Task brief — Write out the entries below exactly. End with the line that contains "use tracing::instrument;".

[Stored data]
○ ○ ○
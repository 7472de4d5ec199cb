//! Cookie-consent route handlers.
//!
//! The banner fragment loads on every page via HTMX and renders only when
//! no decision cookie exists. Saving a decision sets the `cc_prefs` cookie
//! and mirrors it into the session.

use askama::Template;
use askama_web::WebTemplate;
use axum::{
    Form,
    http::{HeaderMap, StatusCode, header},
    response::{AppendHeaders, IntoResponse, Response},
};
use serde::Deserialize;
use tower_sessions::Session;
use tracing::instrument;

use crate::models::consent::ConsentPrefs;
use crate::models::session_keys;

/// Consent decision form data.
///
/// `decision` is `accept`, `reject`, or `custom`; the category checkboxes
/// only matter for `custom`.
#[derive(Debug, Deserialize)]
pub struct ConsentForm {
    pub decision: String,
    pub analytics: Option<String>,
    pub marketing: Option<String>,
}

/// Consent banner fragment template.
#[derive(Template, WebTemplate)]
#[template(path = "partials/consent_banner.html")]
pub struct ConsentBannerTemplate {
    /// Dark pattern: non-essential categories pre-checked in settings.
    pub analytics_default: bool,
    pub marketing_default: bool,
}

/// Empty fragment replacing the banner after a decision.
#[derive(Template, WebTemplate)]
#[template(path = "partials/consent_saved.html")]
pub struct ConsentSavedTemplate;

/// Render the banner, or nothing when a decision already exists (HTMX).
#[instrument(skip(headers))]
pub async fn banner(headers: HeaderMap) -> Response {
    let decided = headers
        .get(header::COOKIE)
        .and_then(|value| value.to_str().ok())
        .and_then(ConsentPrefs::from_cookie_header)
        .is_some();

    if decided {
        StatusCode::NO_CONTENT.into_response()
    } else {
        ConsentBannerTemplate {
            analytics_default: true,
            marketing_default: true,
        }
        .into_response()
    }
}

/// Persist a consent decision (HTMX).
#[instrument(skip(session, form))]
pub async fn save(session: Session, Form(form): Form<ConsentForm>) -> Response {
    let prefs = match form.decision.as_str() {
        "accept" => ConsentPrefs::accept_all(),
        "reject" => ConsentPrefs::reject_non_essential(),
        _ => ConsentPrefs::custom(form.analytics.is_some(), form.marketing.is_some()),
    };

    // Mirror into the session; the cookie stays authoritative.
    if let Err(e) = session.insert(session_keys::CONSENT, &prefs).await {
        tracing::warn!("Failed to mirror consent prefs into session: {e}");
    }

    tracing::info!(
        analytics = prefs.analytics,
        marketing = prefs.marketing,
        "Consent decision recorded"
    );

    (
        AppendHeaders([
            ("set-cookie", prefs.set_cookie()),
            ("hx-trigger", "consent-saved".to_owned()),
        ]),
        ConsentSavedTemplate,
    )
        .into_response()
}
//! Session middleware configuration.
//!
//! Sets up in-memory sessions using tower-sessions. The cart, the saved
//! address, and the consent mirror all live here; losing the process
//! loses them, which is the intended lifetime for this demo.

use tower_sessions::{Expiry, MemoryStore, SessionManagerLayer};

use crate::config::StorefrontConfig;

/// Session cookie name.
pub const SESSION_COOKIE_NAME: &str = "px_session";

/// Session expiry time in seconds (7 days of inactivity).
const SESSION_EXPIRY_SECONDS: i64 = 7 * 24 * 60 * 60;

/// Create the session layer with an in-memory store.
#[must_use]
pub fn create_session_layer(config: &StorefrontConfig) -> SessionManagerLayer<MemoryStore> {
    let store = MemoryStore::default();

    // Secure cookies only when the public URL is HTTPS
    let is_secure = config.base_url.starts_with("https://");

    SessionManagerLayer::new(store)
        .with_name(SESSION_COOKIE_NAME)
        .with_expiry(Expiry::OnInactivity(
            tower_sessions::cookie::time::Duration::seconds(SESSION_EXPIRY_SECONDS),
        ))
        .with_secure(is_secure)
        .with_same_site(tower_sessions::cookie::SameSite::Lax)
        .with_http_only(true)
        .with_path("/")
}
○ ○ ○
Reply —
repository 7472de4d5ec199cb
//! Cookie-consent route handlers.
//!
//! The banner fragment loads on every page via HTMX and renders only when
//! no decision cookie exists. Saving a decision sets the `cc_prefs` cookie
//! and mirrors it into the session.

use askama::Template;
use askama_web::WebTemplate;
use axum::{
    Form,
    http::{HeaderMap, StatusCode, header},
    response::{AppendHeaders, IntoResponse, Response},
};
use serde::Deserialize;
use tower_sessions::Session;
use tracing::instrument;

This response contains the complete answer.